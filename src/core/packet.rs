// Length-prefixed record I/O
//
// Every record is framed as: len(i32 LE) payload[len] len(i32 LE).

use crate::core::constants::{MAX_SIGNATURE_LEN, SIGNATURE};
use crate::core::error::{ResError, Result};
use crate::core::format::{Packet, Step, Stop};
use byteorder::{ByteOrder, LittleEndian};
use encoding_rs::WINDOWS_1252;
use std::io::{ErrorKind, Read, Seek, SeekFrom};

/// Decodes Windows-1252 text as written by the simulation code.
pub fn decode_text(bytes: &[u8]) -> String {
    let (text, _) = WINDOWS_1252.decode_without_bom_handling(bytes);
    text.into_owned()
}

/// Converts a count read from the file into a length.
pub fn to_count(value: i32, what: &str) -> Result<usize> {
    usize::try_from(value).map_err(|_| ResError::Format(format!("negative {}: {}", what, value)))
}

pub struct PacketReader<R> {
    inner: R,
}

impl<R: Read + Seek> PacketReader<R> {
    pub fn new(inner: R) -> Self {
        Self { inner }
    }

    pub fn position(&mut self) -> Result<u64> {
        Ok(self.inner.stream_position()?)
    }

    pub fn seek_to(&mut self, pos: u64) -> Result<()> {
        self.inner.seek(SeekFrom::Start(pos))?;
        Ok(())
    }

    pub fn rewind(&mut self, bytes: i64) -> Result<()> {
        self.inner.seek(SeekFrom::Current(-bytes))?;
        Ok(())
    }

    /// Reads as many bytes as available up to `buf.len()`.
    fn fill(&mut self, buf: &mut [u8]) -> Result<usize> {
        let mut filled = 0;
        while filled < buf.len() {
            match self.inner.read(&mut buf[filled..]) {
                Ok(0) => break,
                Ok(n) => filled += n,
                Err(e) if e.kind() == ErrorKind::Interrupted => continue,
                Err(e) => return Err(e.into()),
            }
        }
        Ok(filled)
    }

    fn read_exact_or_truncated(&mut self, buf: &mut [u8], context: &'static str) -> Result<()> {
        let n = self.fill(buf)?;
        if n != buf.len() {
            return Err(ResError::Truncated {
                context,
                expected: buf.len(),
                found: n,
            });
        }
        Ok(())
    }

    /// Reads one length field.
    ///
    /// `previous` is the leading length the field has to repeat, `max` an
    /// upper bound for the declared size.
    pub fn read_length(&mut self, previous: Option<i32>, max: Option<i32>) -> Result<i32> {
        let mut buf = [0u8; 4];
        let size = match self.fill(&mut buf)? {
            0 => return Err(ResError::EndOfStream),
            4 => LittleEndian::read_i32(&buf),
            n => {
                return Err(ResError::Truncated {
                    context: "length field",
                    expected: 4,
                    found: n,
                })
            }
        };

        if let Some(leading) = previous {
            if size != leading {
                return Err(ResError::PacketMismatch {
                    leading,
                    trailing: size,
                });
            }
        }
        if let Some(max) = max {
            if size > max {
                return Err(ResError::PacketTooLarge { size, max });
            }
        }
        if size < 0 {
            return Err(ResError::Format(format!("negative packet length {}", size)));
        }
        Ok(size)
    }

    pub fn read_length_prefixed(&mut self, max: Option<i32>) -> Result<Packet> {
        let length = self.read_length(None, max)?;
        self.read_body(length)
    }

    /// Reads the payload and trailing length of a record whose leading length
    /// has already been consumed.
    pub fn read_body(&mut self, length: i32) -> Result<Packet> {
        // Grows with the data actually present, not with the declared length.
        let mut payload = Vec::new();
        let found = (&mut self.inner)
            .take(length as u64)
            .read_to_end(&mut payload)?;
        if found != length as usize {
            return Err(ResError::Truncated {
                context: "packet payload",
                expected: length as usize,
                found,
            });
        }
        self.read_length(Some(length), None)?;
        Ok(Packet { length, payload })
    }

    /// Reads a string record: one length byte followed by the text.
    ///
    /// If the record does not have that shape the stream is moved back to the
    /// record start and `Stop::NotAString` is returned.
    pub fn read_string_record(&mut self) -> Result<Step<String>> {
        let length = self.read_length(None, None)?;
        let mut len_byte = [0u8; 1];
        self.read_exact_or_truncated(&mut len_byte, "string length")?;
        let text_len = len_byte[0] as i32;

        if length != text_len + 1 {
            self.rewind(5)?;
            return Ok(Step::Stop(Stop::NotAString));
        }

        let mut text = vec![0u8; text_len as usize];
        self.read_exact_or_truncated(&mut text, "string record")?;
        self.read_length(Some(length), None)?;
        Ok(Step::Value(decode_text(&text)))
    }

    pub fn read_signature_record(&mut self) -> Result<String> {
        let packet = self.read_length_prefixed(Some(MAX_SIGNATURE_LEN))?;
        let text = decode_text(&packet.payload);
        if text != SIGNATURE {
            return Err(ResError::InvalidSignature(text));
        }
        Ok(text)
    }

    pub fn read_i32_packet(&mut self) -> Result<i32> {
        let packet = self.read_length_prefixed(None)?;
        if packet.len() != 4 {
            return Err(ResError::Format(format!(
                "integer record of {} bytes (should be 4)",
                packet.len()
            )));
        }
        Ok(LittleEndian::read_i32(&packet.payload))
    }

    pub fn read_f64_packet(&mut self) -> Result<f64> {
        let packet = self.read_length_prefixed(None)?;
        if packet.len() != 8 {
            return Err(ResError::Format(format!(
                "double record of {} bytes (should be 8)",
                packet.len()
            )));
        }
        Ok(LittleEndian::read_f64(&packet.payload))
    }

    pub fn read_f64_array_packet(&mut self) -> Result<Vec<f64>> {
        let packet = self.read_length_prefixed(None)?;
        let n = packet.len() / 8;
        let mut values = vec![0.0; n];
        LittleEndian::read_f64_into(&packet.payload[..n * 8], &mut values);
        Ok(values)
    }
}

/// Sequential field decoder over the payload of one record.
pub struct FieldCursor<'a> {
    buf: &'a [u8],
    pos: usize,
}

impl<'a> FieldCursor<'a> {
    pub fn new(buf: &'a [u8]) -> Self {
        Self { buf, pos: 0 }
    }

    pub fn position(&self) -> usize {
        self.pos
    }

    pub fn remaining(&self) -> usize {
        self.buf.len() - self.pos
    }

    fn take(&mut self, n: usize, context: &'static str) -> Result<&'a [u8]> {
        if n > self.remaining() {
            return Err(ResError::Truncated {
                context,
                expected: n,
                found: self.remaining(),
            });
        }
        let bytes = &self.buf[self.pos..self.pos + n];
        self.pos += n;
        Ok(bytes)
    }

    pub fn i32(&mut self) -> Result<i32> {
        Ok(LittleEndian::read_i32(self.take(4, "i32 field")?))
    }

    pub fn f64(&mut self) -> Result<f64> {
        Ok(LittleEndian::read_f64(self.take(8, "f64 field")?))
    }

    /// Fixed-width text field.
    pub fn text(&mut self, width: usize) -> Result<String> {
        Ok(decode_text(self.take(width, "text field")?))
    }

    /// `count` consecutive fixed-width names, each trimmed.
    pub fn names(&mut self, count: usize, width: usize) -> Result<Vec<String>> {
        let bytes = self.take(count * width, "name list")?;
        Ok(bytes
            .chunks(width)
            .map(|chunk| decode_text(chunk).trim().to_string())
            .collect())
    }

    pub fn i32_array(&mut self, n: usize) -> Result<Vec<i32>> {
        let bytes = self.take(n * 4, "i32 array")?;
        let mut out = vec![0; n];
        LittleEndian::read_i32_into(bytes, &mut out);
        Ok(out)
    }

    pub fn i16_array(&mut self, n: usize) -> Result<Vec<i16>> {
        let bytes = self.take(n * 2, "i16 array")?;
        let mut out = vec![0; n];
        LittleEndian::read_i16_into(bytes, &mut out);
        Ok(out)
    }

    pub fn f32_array(&mut self, n: usize) -> Result<Vec<f32>> {
        let bytes = self.take(n * 4, "f32 array")?;
        let mut out = vec![0.0; n];
        LittleEndian::read_f32_into(bytes, &mut out);
        Ok(out)
    }

    pub fn f64_array(&mut self, n: usize) -> Result<Vec<f64>> {
        let bytes = self.take(n * 8, "f64 array")?;
        let mut out = vec![0.0; n];
        LittleEndian::read_f64_into(bytes, &mut out);
        Ok(out)
    }
}

#[cfg(test)]
mod tests {
    use super::*;
    use crate::core::test_support::ResWriter;
    use std::io::Cursor;

    fn reader(bytes: Vec<u8>) -> PacketReader<Cursor<Vec<u8>>> {
        PacketReader::new(Cursor::new(bytes))
    }

    #[test]
    fn test_round_trip_framing() {
        let mut w = ResWriter::new();
        w.packet(&[1, 2, 3, 4, 5, 6, 7]);
        let bytes = w.finish();
        assert_eq!(&bytes[0..4], &7i32.to_le_bytes());
        assert_eq!(&bytes[11..15], &7i32.to_le_bytes());

        let packet = reader(bytes).read_length_prefixed(None).unwrap();
        assert_eq!(packet.length, 7);
        assert_eq!(packet.payload, vec![1, 2, 3, 4, 5, 6, 7]);
    }

    #[test]
    fn test_trailing_length_mismatch() {
        let mut bytes = Vec::new();
        bytes.extend_from_slice(&2i32.to_le_bytes());
        bytes.extend_from_slice(&[9, 9]);
        bytes.extend_from_slice(&3i32.to_le_bytes());
        let err = reader(bytes).read_length_prefixed(None).unwrap_err();
        assert!(matches!(
            err,
            ResError::PacketMismatch {
                leading: 2,
                trailing: 3
            }
        ));
        assert!(err.is_format_error());
    }

    #[test]
    fn test_end_of_stream_and_truncation() {
        let err = reader(Vec::new()).read_length_prefixed(None).unwrap_err();
        assert!(err.is_end_of_stream());

        let err = reader(vec![1, 0]).read_length(None, None).unwrap_err();
        assert!(matches!(err, ResError::Truncated { found: 2, .. }));

        let mut bytes = 10i32.to_le_bytes().to_vec();
        bytes.extend_from_slice(&[0; 3]);
        let err = reader(bytes).read_length_prefixed(None).unwrap_err();
        assert!(matches!(
            err,
            ResError::Truncated {
                expected: 10,
                found: 3,
                ..
            }
        ));
    }

    #[test]
    fn test_oversize_packet() {
        let mut w = ResWriter::new();
        w.packet(&[b'^'; 40]);
        let err = reader(w.finish())
            .read_length_prefixed(Some(MAX_SIGNATURE_LEN))
            .unwrap_err();
        assert!(matches!(err, ResError::PacketTooLarge { size: 40, max: 32 }));
    }

    #[test]
    fn test_string_record_and_rewind() {
        let mut w = ResWriter::new();
        w.string("caf\u{e9}");
        w.i32_packet(7);
        let mut r = reader(w.finish());

        assert_eq!(r.read_string_record().unwrap(), Step::Value("café".to_string()));
        let before = r.position().unwrap();
        assert_eq!(r.read_string_record().unwrap(), Step::Stop(Stop::NotAString));
        assert_eq!(r.position().unwrap(), before);
        assert_eq!(r.read_i32_packet().unwrap(), 7);
    }

    #[test]
    fn test_signature_record() {
        let mut w = ResWriter::new();
        w.signature();
        assert_eq!(reader(w.finish()).read_signature_record().unwrap(), SIGNATURE);

        let mut w = ResWriter::new();
        w.packet(&[b'~'; 32]);
        let err = reader(w.finish()).read_signature_record().unwrap_err();
        assert!(matches!(err, ResError::InvalidSignature(_)));
    }

    #[test]
    fn test_typed_packets() {
        let mut w = ResWriter::new();
        w.f64_packet(1.5);
        w.f64_array_packet(&[1.0, 2.0, 3.0]);
        w.packet(&[0; 6]);
        let mut r = reader(w.finish());
        assert_eq!(r.read_f64_packet().unwrap(), 1.5);
        assert_eq!(r.read_f64_array_packet().unwrap(), vec![1.0, 2.0, 3.0]);
        assert!(r.read_i32_packet().unwrap_err().is_format_error());
    }

    #[test]
    fn test_field_cursor() {
        let mut bytes = Vec::new();
        bytes.extend_from_slice(b"Te  ne  ");
        bytes.extend_from_slice(&(-7i32).to_le_bytes());
        bytes.extend_from_slice(&(-32768i16).to_le_bytes());
        bytes.extend_from_slice(&0.25f32.to_le_bytes());
        let mut c = FieldCursor::new(&bytes);
        assert_eq!(c.names(2, 4).unwrap(), vec!["Te", "ne"]);
        assert_eq!(c.i32().unwrap(), -7);
        assert_eq!(c.i16_array(1).unwrap(), vec![-32768]);
        assert_eq!(c.f32_array(1).unwrap(), vec![0.25]);
        assert_eq!(c.remaining(), 0);
        assert!(matches!(c.f64().unwrap_err(), ResError::Truncated { .. }));
    }

    #[test]
    fn test_negative_count() {
        assert_eq!(to_count(3, "n").unwrap(), 3);
        assert!(to_count(-1, "n").unwrap_err().is_format_error());
    }
}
^^^^^^^^^^^^^^^^
In the entries above, find lines with "InvalidSignature" and copy each.

            return Err(ResError::InvalidSignature(text));
        assert!(matches!(err, ResError::InvalidSignature(_)));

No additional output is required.